• Task brief:
Exactly as written, copy the lines of the data below from the first through the one containing "Builds a reqwest".

Source records:
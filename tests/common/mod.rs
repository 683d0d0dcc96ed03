//! Fixtures shared by the integration tests. The HTTP client built here accepts invalid
//! certificates, so it only ever lives under `tests/`.

#![allow(dead_code, unused_imports)]

// std
pub use std::sync::Arc;
// crates.io
pub use serde::Deserialize;
pub use time::{Duration, OffsetDateTime};
// self
pub use hmac_request_signer::{error::Error, reqwest::Client as ReqwestClient, url::Url};
use hmac_request_signer::{
	auth::{ClientId, SecretKey},
	config::ClientConfig,
	http::ApiClient,
};

/// Shared secret used by integration tests.
pub const TEST_SECRET: &str = "testsecret";
/// Client identifier used by integration tests.
pub const TEST_CLIENT_ID: &str = "sacco-test-client";

/// Builds a reqwest client that accepts the self-signed certificates produced by `httpmock`.
pub fn test_reqwest_client() -> ReqwestClient {
	ReqwestClient::builder()
		.danger_accept_invalid_certs(true)
		.danger_accept_invalid_hostnames(true)
		.build()
		.expect("Failed to build insecure Reqwest client for tests.")
}

/// Builds a [`ClientConfig`] pointed at `base_url` with the shared test credentials.
pub fn test_client_config(base_url: &str, include_client_header: bool) -> ClientConfig {
	ClientConfig::builder(
		Url::parse(base_url).expect("Test base URL should parse."),
		ClientId::new(TEST_CLIENT_ID).expect("Test client identifier should be valid."),
		SecretKey::new(TEST_SECRET).expect("Test secret should be non-empty."),
	)
	.include_client_header(include_client_header)
	.build()
	.expect("Test client configuration should build.")
}

/// Constructs an [`ApiClient`] that talks to a mock server at `base_url`.
pub fn build_test_api_client(base_url: &str, include_client_header: bool) -> ApiClient {
	ApiClient::with_client(test_client_config(base_url, include_client_header), test_reqwest_client())
		.expect("Test API client should build.")
}
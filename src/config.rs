//! Client configuration: target API, caller identity, shared key, and transport limits.
//!
//! The secret is injected into signers through this value instead of being read from the
//! environment at signing time. [`ClientConfig::from_env`] is the only place that touches
//! process environment, and it runs once at startup.

// self
use crate::{
	_prelude::*,
	auth::{ClientId, SecretKey},
	error::ConfigError,
	signing::{MessageFraming, SignerConfig},
};

/// Default environment variable prefix.
pub const DEFAULT_ENV_PREFIX: &str = "BITNOB";

/// Validated configuration for a signed API client.
#[derive(Clone, Debug)]
pub struct ClientConfig {
	/// Base URL of the target API; its path is prepended to every request path.
	pub base_url: Url,
	/// Caller identity.
	pub client_id: ClientId,
	/// Shared symmetric key.
	pub secret: SecretKey,
	/// Whether to send the client header.
	pub include_client_header: bool,
	/// Signing message layout.
	pub framing: MessageFraming,
	/// Per-request timeout.
	pub timeout: Duration,
}
impl ClientConfig {
	/// Default per-request timeout.
	pub const DEFAULT_TIMEOUT: Duration = Duration::seconds(30);

	/// Creates a builder seeded with the three required values.
	pub fn builder(base_url: Url, client_id: ClientId, secret: SecretKey) -> ClientConfigBuilder {
		ClientConfigBuilder::new(base_url, client_id, secret)
	}

	/// Loads configuration from the process environment with the [`DEFAULT_ENV_PREFIX`].
	pub fn from_env() -> Result<Self, ConfigError> {
		Self::from_env_prefixed(DEFAULT_ENV_PREFIX)
	}

	/// Loads configuration from the process environment, reading a `.env` file first when one
	/// exists.
	///
	/// Reads `{prefix}_BASE_URL`, `{prefix}_CLIENT_ID`, and `{prefix}_SECRET_KEY` (required) plus
	/// `{prefix}_INCLUDE_CLIENT_HEADER` and `{prefix}_TIMEOUT_MS` (optional).
	pub fn from_env_prefixed(prefix: &str) -> Result<Self, ConfigError> {
		// A missing .env file is the normal case in deployed environments.
		dotenvy::dotenv().ok();

		Self::from_lookup(prefix, |name| std::env::var(name).ok())
	}

	/// Loads configuration through an arbitrary variable lookup.
	pub fn from_lookup<F>(prefix: &str, lookup: F) -> Result<Self, ConfigError>
	where
		F: Fn(&str) -> Option<String>,
	{
		let var = |suffix: &str| {
			let name = format!("{prefix}_{suffix}");

			(lookup(&name).filter(|value| !value.trim().is_empty()), name)
		};
		let required = |suffix: &str| match var(suffix) {
			(Some(value), _) => Ok(value),
			(None, name) => Err(ConfigError::MissingVar { name }),
		};
		let base_url = required("BASE_URL")?;
		let client_id = required("CLIENT_ID")?;
		let secret = required("SECRET_KEY")?;
		let base_url =
			Url::parse(base_url.trim()).map_err(|source| ConfigError::InvalidBaseUrl { source })?;
		let mut builder =
			Self::builder(base_url, ClientId::new(client_id.trim())?, SecretKey::new(secret)?);

		if let (Some(raw), name) = var("INCLUDE_CLIENT_HEADER") {
			builder = builder.include_client_header(parse_flag(&raw, name)?);
		}
		if let (Some(raw), name) = var("TIMEOUT_MS") {
			let millis =
				raw.trim().parse::<i64>().map_err(|_| ConfigError::InvalidVar { name })?;

			builder = builder.timeout(Duration::milliseconds(millis));
		}

		builder.build()
	}

	/// Derives the signer configuration.
	pub fn signer_config(&self) -> SignerConfig {
		SignerConfig {
			secret: self.secret.clone(),
			client_id: Some(self.client_id.clone()),
			include_client_header: self.include_client_header,
			framing: self.framing,
		}
	}
}

/// Builder for [`ClientConfig`] values.
#[derive(Debug)]
pub struct ClientConfigBuilder {
	base_url: Url,
	client_id: ClientId,
	secret: SecretKey,
	include_client_header: bool,
	framing: MessageFraming,
	timeout: Duration,
}
impl ClientConfigBuilder {
	fn new(base_url: Url, client_id: ClientId, secret: SecretKey) -> Self {
		Self {
			base_url,
			client_id,
			secret,
			include_client_header: false,
			framing: MessageFraming::default(),
			timeout: ClientConfig::DEFAULT_TIMEOUT,
		}
	}

	/// Toggles the client header.
	pub fn include_client_header(mut self, include: bool) -> Self {
		self.include_client_header = include;

		self
	}

	/// Overrides the signing message layout.
	pub fn framing(mut self, framing: MessageFraming) -> Self {
		self.framing = framing;

		self
	}

	/// Overrides the per-request timeout.
	pub fn timeout(mut self, timeout: Duration) -> Self {
		self.timeout = timeout;

		self
	}

	/// Consumes the builder and validates the resulting configuration.
	pub fn build(self) -> Result<ClientConfig, ConfigError> {
		validate_base_url(&self.base_url)?;

		if !self.timeout.is_positive() {
			return Err(ConfigError::InvalidTimeout);
		}

		Ok(ClientConfig {
			base_url: self.base_url,
			client_id: self.client_id,
			secret: self.secret,
			include_client_header: self.include_client_header,
			framing: self.framing,
			timeout: self.timeout,
		})
	}
}

fn validate_base_url(url: &Url) -> Result<(), ConfigError> {
	if !matches!(url.scheme(), "http" | "https") {
		return Err(ConfigError::UnsupportedScheme { url: url.to_string() });
	}
	if url.query().is_some() || url.fragment().is_some() {
		return Err(ConfigError::BaseUrlHasQuery { url: url.to_string() });
	}

	Ok(())
}

fn parse_flag(raw: &str, name: String) -> Result<bool, ConfigError> {
	match raw.trim().to_ascii_lowercase().as_str() {
		"1" | "true" | "yes" | "on" => Ok(true),
		"0" | "false" | "no" | "off" => Ok(false),
		_ => Err(ConfigError::InvalidVar { name }),
	}
}
// self
use crate::{
	obs::{OpKind, OpOutcome},
	probe::ProbeOutcome,
	verify::VerifyError,
};

/// Counts one attempt/success/failure of `kind` (when enabled).
pub fn record_op_outcome(kind: OpKind, outcome: OpOutcome) {
	#[cfg(feature = "metrics")]
	{
		metrics::counter!(
			"hmac_request_signer_op_total",
			"op" => kind.as_str(),
			"outcome" => outcome.as_str()
		)
		.increment(1);
	}

	#[cfg(not(feature = "metrics"))]
	{
		let _ = (kind, outcome);
	}
}

/// Counts a rejected verification by reason (when enabled).
pub fn record_rejection(error: &VerifyError) {
	#[cfg(feature = "metrics")]
	{
		metrics::counter!("hmac_request_signer_rejection_total", "reason" => error.label())
			.increment(1);
	}

	#[cfg(not(feature = "metrics"))]
	{
		let _ = error;
	}
}

/// Counts a probed endpoint by how the remote answered (when enabled).
pub fn record_probe(outcome: &ProbeOutcome) {
	#[cfg(feature = "metrics")]
	{
		metrics::counter!("hmac_request_signer_probe_total", "outcome" => outcome.as_str())
			.increment(1);
	}

	#[cfg(not(feature = "metrics"))]
	{
		let _ = outcome;
	}
}
//! The five request fields bound by a signature.

// self
use crate::{
	_prelude::*,
	signing::{Nonce, Timestamp},
};

/// Errors raised when request fields cannot be signed as given.
#[derive(Clone, Debug, PartialEq, Eq, ThisError)]
pub enum RequestError {
	/// Method is empty or contains whitespace.
	#[error("HTTP method `{method}` is not a valid token.")]
	InvalidMethod {
		/// Offending method.
		method: String,
	},
	/// Path does not start with `/`.
	#[error("Request path `{path}` must start with `/`.")]
	RelativePath {
		/// Offending path.
		path: String,
	},
	/// Path carries a query string or fragment, which is never signed.
	#[error("Request path `{path}` must not carry a query or fragment.")]
	PathHasQuery {
		/// Offending path.
		path: String,
	},
}

/// Transient request description that is signed once and discarded.
///
/// `method` is signed exactly as given (callers fix the canonical case, usually uppercase),
/// `path` excludes scheme, host, and query, and `body` holds the exact serialized payload that
/// goes on the wire (empty when the request has no body).
#[derive(Clone, Debug, PartialEq, Eq, Serialize, Deserialize)]
pub struct SignedRequest {
	/// HTTP verb as it appears on the wire.
	pub method: String,
	/// URI path as sent.
	pub path: String,
	/// Millisecond epoch captured at signing time.
	pub timestamp: Timestamp,
	/// Single-use nonce.
	pub nonce: Nonce,
	/// Serialized payload; empty for bodiless requests.
	pub body: String,
}
impl SignedRequest {
	/// Describes a bodiless request stamped with the current time and a fresh nonce.
	pub fn new(method: impl Into<String>, path: impl Into<String>) -> Result<Self, RequestError> {
		Self::at(method, path, Timestamp::now(), Nonce::generate())
	}

	/// Describes a bodiless request with caller-chosen timestamp and nonce.
	pub fn at(
		method: impl Into<String>,
		path: impl Into<String>,
		timestamp: Timestamp,
		nonce: Nonce,
	) -> Result<Self, RequestError> {
		let method = method.into();
		let path = path.into();

		validate_method(&method)?;
		validate_path(&path)?;

		Ok(Self { method, path, timestamp, nonce, body: String::new() })
	}

	/// Attaches the serialized payload.
	pub fn with_body(mut self, body: impl Into<String>) -> Self {
		self.body = body.into();

		self
	}

	/// Returns true when the request carries a payload.
	pub fn has_body(&self) -> bool {
		!self.body.is_empty()
	}
}

fn validate_method(method: &str) -> Result<(), RequestError> {
	if method.is_empty() || !method.bytes().all(|b| b.is_ascii_graphic()) {
		return Err(RequestError::InvalidMethod { method: method.to_owned() });
	}

	Ok(())
}

pub(crate) fn validate_path(path: &str) -> Result<(), RequestError> {
	if !path.starts_with('/') {
		return Err(RequestError::RelativePath { path: path.to_owned() });
	}
	if path.contains(['?', '#']) {
		return Err(RequestError::PathHasQuery { path: path.to_owned() });
	}

	Ok(())
}

#[cfg(test)]
mod tests {
	// self
	use super::*;

	fn nonce() -> Nonce {
		Nonce::parse("deadbeefdeadbeef").expect("Nonce fixture should be valid.")
	}

	#[test]
	fn request_fields_are_validated() {
		let ts = Timestamp::from_millis(1_700_000_000_000);

		assert!(matches!(
			SignedRequest::at("", "/wallets", ts, nonce()),
			Err(RequestError::InvalidMethod { .. })
		));
		assert!(matches!(
			SignedRequest::at("GE T", "/wallets", ts, nonce()),
			Err(RequestError::InvalidMethod { .. })
		));
		assert!(matches!(
			SignedRequest::at("GET", "wallets", ts, nonce()),
			Err(RequestError::RelativePath { .. })
		));
		assert!(matches!(
			SignedRequest::at("GET", "/wallets?page=2", ts, nonce()),
			Err(RequestError::PathHasQuery { .. })
		));
	}

	#[test]
	fn method_case_is_preserved() {
		let request = SignedRequest::at("get", "/wallets", Timestamp::from_millis(1), nonce())
			.expect("Lowercase methods are signed as given.");

		assert_eq!(request.method, "get");
		assert!(!request.has_body());
		assert!(request.with_body("{}").has_body());
	}
}
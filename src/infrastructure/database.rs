use sqlx::SqlitePool;
use sqlx::sqlite::SqlitePoolOptions;
use std::env;
use tracing::info;

pub async fn setup_database() -> anyhow::Result<SqlitePool> {
    let db_url = env::var("DATABASE_URL")
        .unwrap_or_else(|_| "sqlite://site-media.db?mode=rwc".to_string());

    info!("📂 Database: {}", db_url);

    let pool = SqlitePoolOptions::new()
        .max_connections(16)
        .connect(&db_url)
        .await?;

    info!("✅ Database connected successfully");

    info!("🔄 Running migrations...");
    sqlx::migrate!("./migrations").run(&pool).await?;

    Ok(pool)
}
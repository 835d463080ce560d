use chrono::{DateTime, Utc};
use serde::{Deserialize, Serialize};
use sqlx::FromRow;
use std::fmt;
use std::str::FromStr;
use utoipa::ToSchema;

/// Namespace for uploaded files. Each category maps to its own
/// subdirectory under the uploads root.
#[derive(Debug, Clone, Copy, PartialEq, Eq, Serialize, Deserialize, ToSchema)]
#[serde(rename_all = "lowercase")]
pub enum MediaCategory {
    Team,
    Faculty,
    Event,
    Events,
    Media,
    Leader,
}

impl MediaCategory {
    pub const ALL: [MediaCategory; 6] = [
        MediaCategory::Team,
        MediaCategory::Faculty,
        MediaCategory::Event,
        MediaCategory::Events,
        MediaCategory::Media,
        MediaCategory::Leader,
    ];

    pub fn as_str(&self) -> &'static str {
        match self {
            MediaCategory::Team => "team",
            MediaCategory::Faculty => "faculty",
            MediaCategory::Event => "event",
            MediaCategory::Events => "events",
            MediaCategory::Media => "media",
            MediaCategory::Leader => "leader",
        }
    }
}

impl fmt::Display for MediaCategory {
    fn fmt(&self, f: &mut fmt::Formatter<'_>) -> fmt::Result {
        f.write_str(self.as_str())
    }
}

impl FromStr for MediaCategory {
    type Err = String;

    fn from_str(s: &str) -> Result<Self, Self::Err> {
        match s.trim().to_lowercase().as_str() {
            "team" => Ok(MediaCategory::Team),
            "faculty" => Ok(MediaCategory::Faculty),
            "event" => Ok(MediaCategory::Event),
            "events" => Ok(MediaCategory::Events),
            "media" => Ok(MediaCategory::Media),
            "leader" => Ok(MediaCategory::Leader),
            other => Err(format!(
                "Unknown category '{}'. Allowed: team, faculty, event, events, media, leader",
                other
            )),
        }
    }
}

/// Coarse media classification used for the `type` field of upload
/// responses.
#[derive(Debug, Clone, Copy, PartialEq, Eq, Serialize, Deserialize, ToSchema)]
#[serde(rename_all = "lowercase")]
pub enum MediaKind {
    Image,
    Video,
}

impl MediaKind {
    pub fn as_str(&self) -> &'static str {
        match self {
            MediaKind::Image => "image",
            MediaKind::Video => "video",
        }
    }
}

impl fmt::Display for MediaKind {
    fn fmt(&self, f: &mut fmt::Formatter<'_>) -> fmt::Result {
        f.write_str(self.as_str())
    }
}

/// One persisted upload. `url` is the canonical public path returned to
/// the caller; entity records reference it as an opaque string.
#[derive(Debug, Clone, Serialize, Deserialize, FromRow, ToSchema)]
pub struct MediaAsset {
    pub id: String,
    pub category: String,
    pub owner: Option<String>,
    pub filename: String,
    pub url: String,
    pub file_type: String,
    pub media_kind: String,
    pub size: i64,
    pub uploaded_at: Option<DateTime<Utc>>,
}
pub mod api;
pub mod config;
pub mod infrastructure;
pub mod models;
pub mod services;
pub mod utils;

use crate::config::MediaConfig;
use crate::services::repository::MediaRepository;
use crate::services::storage::MediaStorage;
use axum::{
    Router,
    routing::{get, post},
};
use std::sync::Arc;
use utoipa::OpenApi;
use utoipa_swagger_ui::SwaggerUi;

#[derive(OpenApi)]
#[openapi(
    paths(
        api::handlers::health::health_check,
        api::handlers::media::upload_media,
        api::handlers::media::list_media,
        api::handlers::media::list_media_by_category,
    ),
    components(
        schemas(
            api::handlers::health::HealthResponse,
            api::handlers::media::UploadForm,
            api::handlers::media::UploadResponse,
            models::MediaAsset,
            models::MediaCategory,
            models::MediaKind,
        )
    ),
    tags(
        (name = "media", description = "Upload and media listing endpoints"),
        (name = "system", description = "Health and diagnostics")
    )
)]
pub struct ApiDoc;

#[derive(Clone)]
pub struct AppState {
    pub storage: Arc<MediaStorage>,
    pub repo: Arc<dyn MediaRepository>,
    pub config: MediaConfig,
}

pub fn create_app(state: AppState) -> Router {
    // The public prefix is configuration, so the serving route is built at
    // startup rather than hard-coded.
    let serve_route = format!(
        "{}/*path",
        state.config.public_prefix.trim_end_matches('/')
    );

    Router::new()
        .merge(SwaggerUi::new("/swagger-ui").url("/api-docs/openapi.json", ApiDoc::openapi()))
        .route("/health", get(api::handlers::health::health_check))
        .route("/upload", post(api::handlers::media::upload_media))
        .route("/media", get(api::handlers::media::list_media))
        .route(
            "/media/:category",
            get(api::handlers::media::list_media_by_category),
        )
        .route(&serve_route, get(api::handlers::media::serve_media))
        .with_state(state)
}
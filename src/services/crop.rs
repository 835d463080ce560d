//! Interactive crop sessions.
//!
//! A session is the bounded period between selecting a source image and
//! confirming or cancelling its crop. The region is adjusted in percent of
//! the displayed frame and rasterized against the source's natural pixel
//! dimensions on confirm.

use bytes::Bytes;
use image::codecs::jpeg::JpegEncoder;
use image::{DynamicImage, GenericImageView};
use thiserror::Error;

pub const MIN_SCALE: f32 = 0.5;
pub const MAX_SCALE: f32 = 3.0;

#[derive(Debug, Error)]
pub enum CropError {
    #[error("Not a readable image: {0}")]
    Decode(#[from] image::ImageError),

    #[error("No file selected")]
    NoSelection,

    #[error("Crop rendering failed: {0}")]
    Render(String),
}

/// Crop rectangle in percent of the displayed image, plus zoom and
/// quarter-turn rotation.
#[derive(Debug, Clone, Copy, PartialEq)]
pub struct CropRegion {
    pub x: f32,
    pub y: f32,
    pub width: f32,
    pub height: f32,
    pub scale: f32,
    pub rotation_degrees: i32,
}

impl Default for CropRegion {
    /// Centered default covering 90% of the frame.
    fn default() -> Self {
        Self {
            x: 5.0,
            y: 5.0,
            width: 90.0,
            height: 90.0,
            scale: 1.0,
            rotation_degrees: 0,
        }
    }
}

impl CropRegion {
    /// Clamp zoom into [0.5, 3.0] and snap rotation to a multiple of 90
    /// wrapped into [0, 360). The rectangle itself is not validated here;
    /// rasterization clamps it into the image bounds.
    pub fn normalized(mut self) -> Self {
        self.scale = self.scale.clamp(MIN_SCALE, MAX_SCALE);
        let quarter_turns = (self.rotation_degrees as f32 / 90.0).round() as i32;
        self.rotation_degrees = quarter_turns.rem_euclid(4) * 90;
        self
    }
}

#[derive(Debug, Clone, Copy, PartialEq, Eq)]
pub enum CropStage {
    Idle,
    FileSelected,
    Cropping,
}

/// Rasterized crop output, re-encoded as JPEG and named after the
/// original file.
#[derive(Debug, Clone)]
pub struct CroppedImage {
    pub data: Bytes,
    pub file_name: String,
    pub content_type: String,
    pub width: u32,
    pub height: u32,
}

pub struct CropSession {
    stage: CropStage,
    selected: Option<Selected>,
    region: CropRegion,
    jpeg_quality: u8,
}

struct Selected {
    file_name: String,
    decoded: DynamicImage,
}

impl Default for CropSession {
    fn default() -> Self {
        Self::new(95)
    }
}

impl CropSession {
    pub fn new(jpeg_quality: u8) -> Self {
        Self {
            stage: CropStage::Idle,
            selected: None,
            region: CropRegion::default(),
            jpeg_quality,
        }
    }

    pub fn stage(&self) -> CropStage {
        self.stage
    }

    pub fn region(&self) -> CropRegion {
        self.region
    }

    /// Open a crop session on a user-selected file. The file must decode
    /// as an image; the region resets to the centered default.
    pub fn select_file(&mut self, data: &[u8], file_name: &str) -> Result<(), CropError> {
        let decoded = image::load_from_memory(data)?;
        self.selected = Some(Selected {
            file_name: file_name.to_string(),
            decoded,
        });
        self.region = CropRegion::default();
        self.stage = CropStage::FileSelected;
        Ok(())
    }

    /// Update the crop region. Re-entrant: the region can be adjusted any
    /// number of times before confirm or cancel.
    pub fn adjust_region(&mut self, region: CropRegion) -> Result<(), CropError> {
        if self.selected.is_none() {
            return Err(CropError::NoSelection);
        }
        self.region = region.normalized();
        self.stage = CropStage::Cropping;
        Ok(())
    }

    /// Rasterize the current region and close the session. On failure the
    /// selection and region are kept so the user can retry.
    pub fn confirm(&mut self) -> Result<CroppedImage, CropError> {
        let selected = self.selected.as_ref().ok_or(CropError::NoSelection)?;

        let (data, width, height) =
            rasterize(&selected.decoded, &self.region, self.jpeg_quality)?;

        let cropped = CroppedImage {
            data: Bytes::from(data),
            file_name: selected.file_name.clone(),
            content_type: mime::IMAGE_JPEG.to_string(),
            width,
            height,
        };

        self.reset();
        Ok(cropped)
    }

    /// Discard the selection and region with no side effects.
    pub fn cancel(&mut self) {
        self.reset();
    }

    fn reset(&mut self) {
        self.selected = None;
        self.region = CropRegion::default();
        self.stage = CropStage::Idle;
    }
}

/// Apply a crop region to a decoded image and re-encode as JPEG.
///
/// Rotation is applied as quarter-turns first; the region percentages then
/// map onto the rotated image's natural pixel dimensions. `scale` zooms
/// the sampled window around the region center, and the result is resized
/// back to the region's pixel size, so the output dimensions depend only
/// on the rectangle.
pub fn rasterize(
    img: &DynamicImage,
    region: &CropRegion,
    jpeg_quality: u8,
) -> Result<(Vec<u8>, u32, u32), CropError> {
    let region = region.normalized();

    let rotated = match region.rotation_degrees {
        90 => img.rotate90(),
        180 => img.rotate180(),
        270 => img.rotate270(),
        _ => img.clone(),
    };

    let (nat_w, nat_h) = rotated.dimensions();
    let (crop_x, crop_y, crop_w, crop_h) = region_to_pixels(&region, nat_w, nat_h);

    // Zoom shrinks the sampled source window around the region center
    let window_w = ((crop_w as f32 / region.scale).round() as u32).clamp(1, nat_w);
    let window_h = ((crop_h as f32 / region.scale).round() as u32).clamp(1, nat_h);
    let center_x = crop_x + crop_w / 2;
    let center_y = crop_y + crop_h / 2;
    let window_x = center_x
        .saturating_sub(window_w / 2)
        .min(nat_w - window_w);
    let window_y = center_y
        .saturating_sub(window_h / 2)
        .min(nat_h - window_h);

    let mut cropped = rotated.crop_imm(window_x, window_y, window_w, window_h);
    if (window_w, window_h) != (crop_w, crop_h) {
        cropped = cropped.resize_exact(crop_w, crop_h, image::imageops::FilterType::Lanczos3);
    }

    // JPEG has no alpha channel
    let rgb = cropped.to_rgb8();
    let mut out = Vec::new();
    let mut encoder = JpegEncoder::new_with_quality(&mut out, jpeg_quality);
    encoder
        .encode_image(&rgb)
        .map_err(|e| CropError::Render(e.to_string()))?;

    if out.is_empty() {
        return Err(CropError::Render("encoder produced no data".to_string()));
    }

    Ok((out, crop_w, crop_h))
}

fn region_to_pixels(region: &CropRegion, nat_w: u32, nat_h: u32) -> (u32, u32, u32, u32) {
    let x_pct = region.x.clamp(0.0, 100.0);
    let y_pct = region.y.clamp(0.0, 100.0);
    let w_pct = region.width.clamp(0.0, 100.0 - x_pct);
    let h_pct = region.height.clamp(0.0, 100.0 - y_pct);

    let crop_x = (nat_w as f32 * x_pct / 100.0).round() as u32;
    let crop_y = (nat_h as f32 * y_pct / 100.0).round() as u32;
    let crop_w = ((nat_w as f32 * w_pct / 100.0).round() as u32).max(1);
    let crop_h = ((nat_h as f32 * h_pct / 100.0).round() as u32).max(1);

    (
        crop_x.min(nat_w - 1),
        crop_y.min(nat_h - 1),
        crop_w.min(nat_w - crop_x.min(nat_w - 1)),
        crop_h.min(nat_h - crop_y.min(nat_h - 1)),
    )
}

• Answer to this task:
filename tests/common/mod.rs
repository 683d0d0dcc96ed03
//! Fixtures shared by the integration tests. The HTTP client built here accepts invalid
//! certificates, so it only ever lives under `tests/`.

#![allow(dead_code, unused_imports)]

// std
pub use std::sync::Arc;
// crates.io
pub use serde::Deserialize;
pub use time::{Duration, OffsetDateTime};
// self
pub use hmac_request_signer::{error::Error, reqwest::Client as ReqwestClient, url::Url};
use hmac_request_signer::{
	auth::{ClientId, SecretKey},
	config::ClientConfig,
	http::ApiClient,
};

/// Shared secret used by integration tests.
pub const TEST_SECRET: &str = "testsecret";
/// Client identifier used by integration tests.
pub const TEST_CLIENT_ID: &str = "sacco-test-client";

/// Builds a reqwest client that accepts the self-signed certificates produced by `httpmock`.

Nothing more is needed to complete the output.